[Saved entries]
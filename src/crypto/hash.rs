//! BLAKE3 digests for the discovery integrity chain.

use serde::{Deserialize, Serialize};
use std::fmt;

/// A 32-byte hash digest
#[derive(Clone, Copy, PartialEq, Eq, Hash, Serialize, Deserialize)]
pub struct Hash([u8; 32]);

impl Hash {
    /// The zero hash (parent of the first discovery)
    pub const ZERO: Self = Self([0u8; 32]);

    /// Create a hash from raw bytes
    #[must_use]
    pub const fn from_bytes(bytes: [u8; 32]) -> Self {
        Self(bytes)
    }

    /// Get the underlying bytes
    #[must_use]
    pub const fn as_bytes(&self) -> &[u8; 32] {
        &self.0
    }

    /// Convert to hex string
    #[must_use]
    pub fn to_hex(&self) -> String {
        hex::encode(self.0)
    }

    /// Parse from hex string
    ///
    /// # Errors
    /// Returns error if hex string is invalid or wrong length
    pub fn from_hex(s: &str) -> Result<Self, super::CryptoError> {
        let bytes = hex::decode(s).map_err(|e| super::CryptoError::InvalidHash(e.to_string()))?;

        if bytes.len() != 32 {
            return Err(super::CryptoError::InvalidHash(format!(
                "expected 32 bytes, got {}",
                bytes.len()
            )));
        }

        let mut arr = [0u8; 32];
        arr.copy_from_slice(&bytes);
        Ok(Self(arr))
    }
}

impl fmt::Debug for Hash {
    fn fmt(&self, f: &mut fmt::Formatter<'_>) -> fmt::Result {
        write!(f, "Hash({})", &self.to_hex()[..16])
    }
}

impl fmt::Display for Hash {
    fn fmt(&self, f: &mut fmt::Formatter<'_>) -> fmt::Result {
        write!(f, "{}", self.to_hex())
    }
}

impl AsRef<[u8]> for Hash {
    fn as_ref(&self) -> &[u8] {
        &self.0
    }
}

/// Hasher for incremental hashing
pub struct Hasher {
    inner: blake3::Hasher,
}

impl Default for Hasher {
    fn default() -> Self {
        Self::new()
    }
}

impl Hasher {
    /// Create a new hasher
    #[must_use]
    pub fn new() -> Self {
        Self {
            inner: blake3::Hasher::new(),
        }
    }

    /// Update the hasher with data
    pub fn update(&mut self, data: &[u8]) -> &mut Self {
        self.inner.update(data);
        self
    }

    /// Finalize and get the hash
    #[must_use]
    pub fn finalize(self) -> Hash {
        let result = self.inner.finalize();
        Hash::from_bytes(*result.as_bytes())
    }
}

#[cfg(test)]
mod tests {
    use super::*;

    fn digest(data: &[u8]) -> Hash {
        let mut hasher = Hasher::new();
        hasher.update(data);
        hasher.finalize()
    }

    #[test]
    fn test_hash_deterministic() {
        assert_eq!(digest(b"test data"), digest(b"test data"));
    }

    #[test]
    fn test_hash_different_data() {
        assert_ne!(digest(b"data1"), digest(b"data2"));
    }

    #[test]
    fn test_hex_roundtrip() {
        let original = digest(b"test");
        let hex_str = original.to_hex();
        let parsed = Hash::from_hex(&hex_str).unwrap();
        assert_eq!(original, parsed);
    }

    #[test]
    fn test_from_hex_rejects_wrong_length() {
        assert!(Hash::from_hex("abcd").is_err());
    }
}
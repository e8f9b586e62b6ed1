//! The ledger engine.
//!
//! Every state transition in the system enters through [`LedgerEngine`]:
//! mining sessions, proof verification and payout, the discovery ledger,
//! validator consensus, security scaling, and the administrative control
//! plane. Operations validate fully before touching state, so a failed
//! call leaves the engine exactly as it was and emits no events.

use std::collections::HashMap;

use serde::{Deserialize, Serialize};
use tracing::{info, warn};

use crate::consensus::ValidatorSet;
use crate::crypto::{meets_target, proof_digest, target_for};
use crate::ledger::{PoolKind, PoolLedger, SupplyStats};
use crate::rewards::{reward_for, RewardSource};
use crate::security::SecurityState;
use crate::types::{
    genesis_work_types, research_value, Address, Discovery, DiscoveryId, MiningSession,
    MintAmount, ProofId, ProofResult, SessionId, Validator, WorkType,
};

mod config;
mod error;
mod events;

pub use config::EngineConfig;
pub use error::{EngineError, FailureKind, SnapshotError};
pub use events::EngineEvent;

/// Result of re-deriving a discovery's stored fields
#[derive(Clone, Copy, Debug, PartialEq, Eq, Serialize, Deserialize)]
pub struct IntegrityReport {
    /// Stored research value and chain commitment match recomputation
    pub consistent: bool,
    /// Chain security level at the time of the check
    pub security_level: u64,
}
//! MINT token amounts with safe arithmetic.
//!
//! Uses 18 decimal places for precision. All arithmetic in reward and
//! ledger paths is checked or saturating to prevent overflow, and every
//! rate is applied in integer basis points.

use serde::{Deserialize, Serialize};
use std::fmt;
use std::ops::{Add, Div, Mul, Sub};

/// Number of decimal places for MINT (10^18 units = 1 MINT)
pub const DECIMALS: u32 = 18;

/// One MINT in base units
pub const ONE_MINT: u128 = 10_u128.pow(DECIMALS);

/// One micro-MINT (10^-6 MINT) in base units
pub const MICRO_MINT: u128 = 10_u128.pow(DECIMALS - 6);

/// Default supply minted at genesis, one billion MINT. Emission can grow
/// the circulating supply beyond it; reward math uses it as an overflow
/// ceiling for a single payout.
pub const GENESIS_SUPPLY: u128 = 1_000_000_000 * ONE_MINT;

/// A token amount in the smallest unit.
///
/// Internally stores value as u128 to support large amounts without overflow.
#[derive(Clone, Copy, PartialEq, Eq, PartialOrd, Ord, Hash, Default, Serialize, Deserialize)]
pub struct MintAmount(u128);

impl MintAmount {
    /// Zero amount
    pub const ZERO: Self = Self(0);

    /// Create from raw base units
    #[must_use]
    pub const fn from_raw(raw: u128) -> Self {
        Self(raw)
    }

    /// Create from whole MINT (will be multiplied by 10^18)
    #[must_use]
    pub const fn from_mint(mint: u64) -> Self {
        Self(mint as u128 * ONE_MINT)
    }

    /// Create from micro-MINT (10^-6 MINT), the granularity of per-unit
    /// base rewards in the work-type catalog
    #[must_use]
    pub const fn from_micro(micro: u64) -> Self {
        Self(micro as u128 * MICRO_MINT)
    }

    /// Create from a decimal string (e.g., "1.5")
    ///
    /// # Errors
    /// Returns error if the string format is invalid
    pub fn from_decimal_str(s: &str) -> Result<Self, AmountError> {
        let parts: Vec<&str> = s.split('.').collect();

        if parts.len() > 2 {
            return Err(AmountError::InvalidFormat);
        }

        let whole: u128 = parts[0].parse().map_err(|_| AmountError::InvalidFormat)?;

        let fractional = if parts.len() == 2 {
            let frac_str = parts[1];
            if frac_str.len() > DECIMALS as usize {
                return Err(AmountError::TooManyDecimals);
            }

            // Pad with zeros to get the right precision
            let padded = format!("{:0<width$}", frac_str, width = DECIMALS as usize);
            padded[..DECIMALS as usize]
                .parse::<u128>()
                .map_err(|_| AmountError::InvalidFormat)?
        } else {
            0
        };

        let total = whole
            .checked_mul(ONE_MINT)
            .and_then(|w| w.checked_add(fractional))
            .ok_or(AmountError::Overflow)?;

        Ok(Self(total))
    }

    /// Get the raw base unit value
    #[must_use]
    pub const fn raw(&self) -> u128 {
        self.0
    }

    /// Get the whole MINT part (truncated)
    #[must_use]
    pub const fn whole_mint(&self) -> u64 {
        (self.0 / ONE_MINT) as u64
    }

    /// Convert to a decimal string representation
    #[must_use]
    pub fn to_decimal_string(&self) -> String {
        let whole = self.0 / ONE_MINT;
        let frac = self.0 % ONE_MINT;

        if frac == 0 {
            format!("{whole}.0")
        } else {
            let frac_str = format!("{frac:018}");
            let trimmed = frac_str.trim_end_matches('0');
            format!("{whole}.{trimmed}")
        }
    }

    /// Checked addition
    #[must_use]
    pub fn checked_add(self, other: Self) -> Option<Self> {
        self.0.checked_add(other.0).map(Self)
    }

    /// Checked subtraction
    #[must_use]
    pub fn checked_sub(self, other: Self) -> Option<Self> {
        self.0.checked_sub(other.0).map(Self)
    }

    /// Checked multiplication
    #[must_use]
    pub fn checked_mul(self, factor: u128) -> Option<Self> {
        self.0.checked_mul(factor).map(Self)
    }

    /// Checked division
    #[must_use]
    pub fn checked_div(self, divisor: u128) -> Option<Self> {
        if divisor == 0 {
            None
        } else {
            Some(Self(self.0 / divisor))
        }
    }

    /// Apply a basis-point rate (10000 bps = 100%). Truncates.
    #[must_use]
    pub fn basis_points(self, bps: u32) -> Self {
        Self(self.0 * u128::from(bps) / 10_000)
    }

    /// Saturating addition
    #[must_use]
    pub fn saturating_add(self, other: Self) -> Self {
        Self(self.0.saturating_add(other.0))
    }

    /// Saturating subtraction (floors at 0)
    #[must_use]
    pub fn saturating_sub(self, other: Self) -> Self {
        Self(self.0.saturating_sub(other.0))
    }

    /// Check if amount is zero
    #[must_use]
    pub const fn is_zero(&self) -> bool {
        self.0 == 0
    }
}

impl fmt::Debug for MintAmount {
    fn fmt(&self, f: &mut fmt::Formatter<'_>) -> fmt::Result {
        write!(f, "MintAmount({})", self.to_decimal_string())
    }
}

impl fmt::Display for MintAmount {
    fn fmt(&self, f: &mut fmt::Formatter<'_>) -> fmt::Result {
        write!(f, "{} MINT", self.to_decimal_string())
    }
}

impl Add for MintAmount {
    type Output = Self;

    fn add(self, other: Self) -> Self {
        self.checked_add(other).expect("amount overflow")
    }
}

impl Sub for MintAmount {
    type Output = Self;

    fn sub(self, other: Self) -> Self {
        self.checked_sub(other).expect("amount underflow")
    }
}

impl Mul<u128> for MintAmount {
    type Output = Self;

    fn mul(self, factor: u128) -> Self {
        self.checked_mul(factor).expect("amount overflow")
    }
}

impl Div<u128> for MintAmount {
    type Output = Self;

    fn div(self, divisor: u128) -> Self {
        self.checked_div(divisor).expect("division by zero")
    }
}

/// Amount parsing/arithmetic errors
#[derive(Debug, Clone, thiserror::Error)]
pub enum AmountError {
    /// Invalid number format
    #[error("invalid amount format")]
    InvalidFormat,
    /// Too many decimal places
    #[error("too many decimal places (max {DECIMALS})")]
    TooManyDecimals,
    /// Arithmetic overflow
    #[error("amount overflow")]
    Overflow,
}

#[cfg(test)]
mod tests {
    use super::*;

    #[test]
    fn test_from_mint() {
        let amount = MintAmount::from_mint(100);
        assert_eq!(amount.whole_mint(), 100);
        assert_eq!(amount.raw(), 100 * ONE_MINT);
    }

    #[test]
    fn test_from_micro() {
        let amount = MintAmount::from_micro(100);
        assert_eq!(amount.raw(), 100 * MICRO_MINT);
        assert_eq!(MintAmount::from_micro(1_000_000), MintAmount::from_mint(1));
    }

    #[test]
    fn test_from_decimal_str() {
        let amount = MintAmount::from_decimal_str("1.5").unwrap();
        assert_eq!(amount.raw(), ONE_MINT + ONE_MINT / 2);

        let amount = MintAmount::from_decimal_str("0.001").unwrap();
        assert_eq!(amount.raw(), ONE_MINT / 1000);
    }

    #[test]
    fn test_to_decimal_string() {
        let amount = MintAmount::from_mint(100);
        assert_eq!(amount.to_decimal_string(), "100.0");

        let amount = MintAmount::from_raw(ONE_MINT + ONE_MINT / 2);
        assert_eq!(amount.to_decimal_string(), "1.5");
    }

    #[test]
    fn test_basis_points() {
        let amount = MintAmount::from_mint(100);

        // 2500 bps = 25%
        assert_eq!(amount.basis_points(2500).whole_mint(), 25);
        // 10000 bps = identity
        assert_eq!(amount.basis_points(10_000), amount);
        // truncation
        assert_eq!(MintAmount::from_raw(3).basis_points(5000).raw(), 1);
    }

    #[test]
    fn test_arithmetic() {
        let a = MintAmount::from_mint(100);
        let b = MintAmount::from_mint(50);

        assert_eq!((a + b).whole_mint(), 150);
        assert_eq!((a - b).whole_mint(), 50);
        assert_eq!((a * 2).whole_mint(), 200);
        assert_eq!((a / 2).whole_mint(), 50);
    }

    #[test]
    fn test_checked_arithmetic() {
        let a = MintAmount::from_mint(100);
        let b = MintAmount::from_mint(200);

        assert!(a.checked_sub(b).is_none());
        assert!(a.checked_add(b).is_some());
    }

    #[test]
    fn test_saturating_math() {
        // Sums past the genesis supply stay exact; emission depends on it.
        let genesis = MintAmount::from_raw(GENESIS_SUPPLY);
        let grown = genesis.saturating_add(MintAmount::from_mint(1));
        assert_eq!(grown.raw(), GENESIS_SUPPLY + ONE_MINT);

        let top = MintAmount::from_raw(u128::MAX);
        assert_eq!(top.saturating_add(MintAmount::from_mint(1)), top);

        let floor = MintAmount::ZERO.saturating_sub(MintAmount::from_mint(1));
        assert!(floor.is_zero());
    }
}
impl PoolLedger {
    /// Open a ledger from a genesis allocation
    #[must_use]
    pub fn new(alloc: &GenesisAllocation) -> Self {
        assert!(
            alloc.is_balanced(),
            "Genesis pools must sum to the initial supply"
        );
        Self {
            initial_supply: alloc.initial_supply,
            total_supply: alloc.initial_supply,
            mining_rewards: alloc.mining_rewards,
            staking: alloc.staking,
            governance: alloc.governance,
            research_access: alloc.research_access,
            transaction_fee: alloc.transaction_fee,
            treasury: alloc.treasury,
            validator_reward: alloc.validator_reward,
            balances: HashMap::new(),
            stakes: HashMap::new(),
            cumulative_burn: MintAmount::ZERO,
            cumulative_emission: MintAmount::ZERO,
        }
    }

    fn pool_mut(&mut self, kind: PoolKind) -> &mut MintAmount {
        match kind {
            PoolKind::MiningRewards => &mut self.mining_rewards,
            PoolKind::Staking => &mut self.staking,
            PoolKind::Governance => &mut self.governance,
            PoolKind::ResearchAccess => &mut self.research_access,
            PoolKind::TransactionFee => &mut self.transaction_fee,
            PoolKind::Treasury => &mut self.treasury,
            PoolKind::ValidatorReward => &mut self.validator_reward,
        }
    }

    /// Current balance of a pool
    #[must_use]
    pub const fn pool_balance(&self, kind: PoolKind) -> MintAmount {
        match kind {
            PoolKind::MiningRewards => self.mining_rewards,
            PoolKind::Staking => self.staking,
            PoolKind::Governance => self.governance,
            PoolKind::ResearchAccess => self.research_access,
            PoolKind::TransactionFee => self.transaction_fee,
            PoolKind::Treasury => self.treasury,
            PoolKind::ValidatorReward => self.validator_reward,
        }
    }

    /// Debit a pool
    ///
    /// # Errors
    /// Returns error if the pool holds less than `amount`
    pub fn debit_pool(&mut self, kind: PoolKind, amount: MintAmount) -> Result<(), LedgerError> {
        let pool = self.pool_mut(kind);
        if *pool < amount {
            return Err(LedgerError::InsufficientPool {
                pool: kind,
                have: *pool,
                need: amount,
            });
        }

        *pool = pool.saturating_sub(amount);
        Ok(())
    }

    /// Credit a pool
    pub fn credit_pool(&mut self, kind: PoolKind, amount: MintAmount) {
        let pool = self.pool_mut(kind);
        *pool = pool.saturating_add(amount);
    }

    /// External balance of an account
    #[must_use]
    pub fn balance_of(&self, address: &Address) -> MintAmount {
        self.balances
            .get(address)
            .copied()
            .unwrap_or(MintAmount::ZERO)
    }

    /// Staked amount of an account
    #[must_use]
    pub fn staked_of(&self, address: &Address) -> MintAmount {
        self.stakes
            .get(address)
            .copied()
            .unwrap_or(MintAmount::ZERO)
    }

    /// Credit an external balance
    pub fn credit(&mut self, address: Address, amount: MintAmount) {
        let balance = self.balances.entry(address).or_insert(MintAmount::ZERO);
        *balance = balance.saturating_add(amount);
    }

    /// Debit an external balance
    ///
    /// # Errors
    /// Returns error if the account holds less than `amount`
    pub fn debit(&mut self, address: &Address, amount: MintAmount) -> Result<(), LedgerError> {
        let have = self.balance_of(address);
        if have < amount {
            return Err(LedgerError::InsufficientBalance { have, need: amount });
        }

        if let Some(balance) = self.balances.get_mut(address) {
            *balance = balance.saturating_sub(amount);
        }
        Ok(())
    }

    /// Move tokens from a pool to an external account
    ///
    /// # Errors
    /// Returns error if the pool holds less than `amount`
    pub fn pool_to_account(
        &mut self,
        kind: PoolKind,
        address: Address,
        amount: MintAmount,
    ) -> Result<(), LedgerError> {
        self.debit_pool(kind, amount)?;
        self.credit(address, amount);
        Ok(())
    }

    /// Destroy tokens held by a pool: the pool and the total supply both
    /// shrink, and the cumulative burn grows.
    ///
    /// # Errors
    /// Returns error if the pool holds less than `amount`
    pub fn burn_from_pool(&mut self, kind: PoolKind, amount: MintAmount) -> Result<(), LedgerError> {
        self.debit_pool(kind, amount)?;
        self.total_supply = self.total_supply.saturating_sub(amount);
        self.cumulative_burn = self.cumulative_burn.saturating_add(amount);
        Ok(())
    }

    /// Apply an asymptotic emission: `emission` new tokens enter the supply,
    /// `burn` of them are destroyed immediately, and the remainder lands in
    /// the recipient's balance.
    pub fn emit(&mut self, recipient: Address, emission: MintAmount, burn: MintAmount) {
        let net = emission.saturating_sub(burn);

        self.total_supply = self.total_supply.saturating_add(emission).saturating_sub(burn);
        self.cumulative_emission = self.cumulative_emission.saturating_add(emission);
        self.cumulative_burn = self.cumulative_burn.saturating_add(burn);
        self.credit(recipient, net);
    }

    /// Move balance into the staking pool and record the stake
    ///
    /// # Errors
    /// Returns error if the account balance is insufficient
    pub fn stake(&mut self, address: Address, amount: MintAmount) -> Result<(), LedgerError> {
        self.debit(&address, amount)?;

        let stake = self.stakes.entry(address).or_insert(MintAmount::ZERO);
        *stake = stake.saturating_add(amount);
        self.staking = self.staking.saturating_add(amount);
        Ok(())
    }

    /// Release a stake back to the account balance
    ///
    /// # Errors
    /// Returns error if the account has staked less than `amount`, or if
    /// validator payouts have drained the staking pool below it
    pub fn unstake(&mut self, address: &Address, amount: MintAmount) -> Result<(), LedgerError> {
        let staked = self.staked_of(address);
        if staked < amount {
            return Err(LedgerError::InsufficientStake {
                have: staked,
                need: amount,
            });
        }

        self.debit_pool(PoolKind::Staking, amount)?;
        if let Some(stake) = self.stakes.get_mut(address) {
            *stake = stake.saturating_sub(amount);
        }
        self.credit(*address, amount);
        Ok(())
    }

    /// Current total supply
    #[must_use]
    pub const fn total_supply(&self) -> MintAmount {
        self.total_supply
    }

    /// Supply minted at genesis
    #[must_use]
    pub const fn initial_supply(&self) -> MintAmount {
        self.initial_supply
    }

    /// Tokens destroyed since genesis
    #[must_use]
    pub const fn cumulative_burn(&self) -> MintAmount {
        self.cumulative_burn
    }

    /// Tokens emitted via the asymptotic fallback
    #[must_use]
    pub const fn cumulative_emission(&self) -> MintAmount {
        self.cumulative_emission
    }

    /// Sum of the seven pools
    #[must_use]
    pub fn pools_total(&self) -> MintAmount {
        PoolKind::ALL
            .iter()
            .fold(MintAmount::ZERO, |acc, kind| {
                acc.saturating_add(self.pool_balance(*kind))
            })
    }

    /// Sum of all external balances
    #[must_use]
    pub fn external_total(&self) -> MintAmount {
        self.balances
            .values()
            .fold(MintAmount::ZERO, |acc, b| acc.saturating_add(*b))
    }

    /// Sum of all stake records
    #[must_use]
    pub fn total_staked(&self) -> MintAmount {
        self.stakes
            .values()
            .fold(MintAmount::ZERO, |acc, s| acc.saturating_add(*s))
    }

    /// Check both conservation identities
    #[must_use]
    pub fn conservation_holds(&self) -> bool {
        let sources = self.initial_supply.checked_add(self.cumulative_emission);
        let sinks = self.total_supply.checked_add(self.cumulative_burn);
        let held = self.pools_total().checked_add(self.external_total());

        sources == sinks && held == Some(self.total_supply)
    }

    /// Supply statistics snapshot
    #[must_use]
    pub fn supply_stats(&self) -> SupplyStats {
        SupplyStats {
            initial_supply: self.initial_supply,
            total_supply: self.total_supply,
            pools_total: self.pools_total(),
            external_total: self.external_total(),
            total_staked: self.total_staked(),
            cumulative_burn: self.cumulative_burn,
            cumulative_emission: self.cumulative_emission,
        }
    }
}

▶ Required work
Going down from the first line of the entries above, restate each line word for word until the line holding "pub const fn from_bytes(bytes: [u8;" is done.

▶ Written reply
filename src/crypto/hash.rs
//! BLAKE3 digests for the discovery integrity chain.

use serde::{Deserialize, Serialize};
use std::fmt;

/// A 32-byte hash digest
#[derive(Clone, Copy, PartialEq, Eq, Hash, Serialize, Deserialize)]
pub struct Hash([u8; 32]);

impl Hash {
    /// The zero hash (parent of the first discovery)
    pub const ZERO: Self = Self([0u8; 32]);

    /// Create a hash from raw bytes
    #[must_use]
    pub const fn from_bytes(bytes: [u8; 32]) -> Self {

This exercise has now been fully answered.